» THE INPUT:
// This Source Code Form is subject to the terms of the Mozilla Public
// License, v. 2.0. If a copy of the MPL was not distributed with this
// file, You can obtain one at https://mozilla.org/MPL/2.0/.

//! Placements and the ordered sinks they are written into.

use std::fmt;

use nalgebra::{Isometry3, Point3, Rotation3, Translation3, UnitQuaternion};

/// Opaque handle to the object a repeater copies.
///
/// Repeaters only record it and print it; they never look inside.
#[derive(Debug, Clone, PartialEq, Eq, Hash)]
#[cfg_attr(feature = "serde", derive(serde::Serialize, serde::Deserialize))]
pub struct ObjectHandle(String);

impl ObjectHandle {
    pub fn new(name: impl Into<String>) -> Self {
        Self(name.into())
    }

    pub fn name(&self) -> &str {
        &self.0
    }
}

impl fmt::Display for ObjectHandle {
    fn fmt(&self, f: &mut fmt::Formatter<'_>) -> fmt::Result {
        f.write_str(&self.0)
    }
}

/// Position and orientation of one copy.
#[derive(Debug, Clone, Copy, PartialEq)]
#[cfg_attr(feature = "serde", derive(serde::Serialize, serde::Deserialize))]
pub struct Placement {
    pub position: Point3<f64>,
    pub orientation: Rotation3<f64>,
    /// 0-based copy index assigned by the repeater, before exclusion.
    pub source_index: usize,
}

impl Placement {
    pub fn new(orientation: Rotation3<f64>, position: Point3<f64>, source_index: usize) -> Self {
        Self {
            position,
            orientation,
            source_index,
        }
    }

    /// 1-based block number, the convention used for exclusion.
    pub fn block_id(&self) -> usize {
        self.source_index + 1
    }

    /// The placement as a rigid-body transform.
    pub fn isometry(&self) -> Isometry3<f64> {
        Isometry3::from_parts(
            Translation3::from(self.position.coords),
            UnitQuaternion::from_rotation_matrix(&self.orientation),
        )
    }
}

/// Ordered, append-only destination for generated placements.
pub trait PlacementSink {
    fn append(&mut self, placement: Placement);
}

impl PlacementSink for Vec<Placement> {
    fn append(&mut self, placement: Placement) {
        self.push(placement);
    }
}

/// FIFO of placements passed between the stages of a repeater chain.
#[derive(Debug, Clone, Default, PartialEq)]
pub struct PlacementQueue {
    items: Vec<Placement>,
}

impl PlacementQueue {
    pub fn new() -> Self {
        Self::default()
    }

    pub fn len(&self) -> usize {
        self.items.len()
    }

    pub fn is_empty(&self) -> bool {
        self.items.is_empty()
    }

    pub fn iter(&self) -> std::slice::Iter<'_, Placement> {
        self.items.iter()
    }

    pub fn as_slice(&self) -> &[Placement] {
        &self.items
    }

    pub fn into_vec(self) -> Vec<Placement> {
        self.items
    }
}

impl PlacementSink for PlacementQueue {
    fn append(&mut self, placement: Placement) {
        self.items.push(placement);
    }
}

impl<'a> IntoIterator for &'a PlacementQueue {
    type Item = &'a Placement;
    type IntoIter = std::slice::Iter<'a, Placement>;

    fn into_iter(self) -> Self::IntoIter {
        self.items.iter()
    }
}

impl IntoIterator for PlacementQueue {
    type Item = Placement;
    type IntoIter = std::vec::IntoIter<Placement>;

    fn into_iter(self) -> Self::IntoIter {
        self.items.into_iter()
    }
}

» EXERCISE DESCRIPTION: The line containing "use std::fmt;" marks the end. Please print exactly every line from the top of the data to it, both included, and nothing more.

» COMPLETED EXERCISE:
// This Source Code Form is subject to the terms of the Mozilla Public
// License, v. 2.0. If a copy of the MPL was not distributed with this
// file, You can obtain one at https://mozilla.org/MPL/2.0/.

//! Placements and the ordered sinks they are written into.

use std::fmt;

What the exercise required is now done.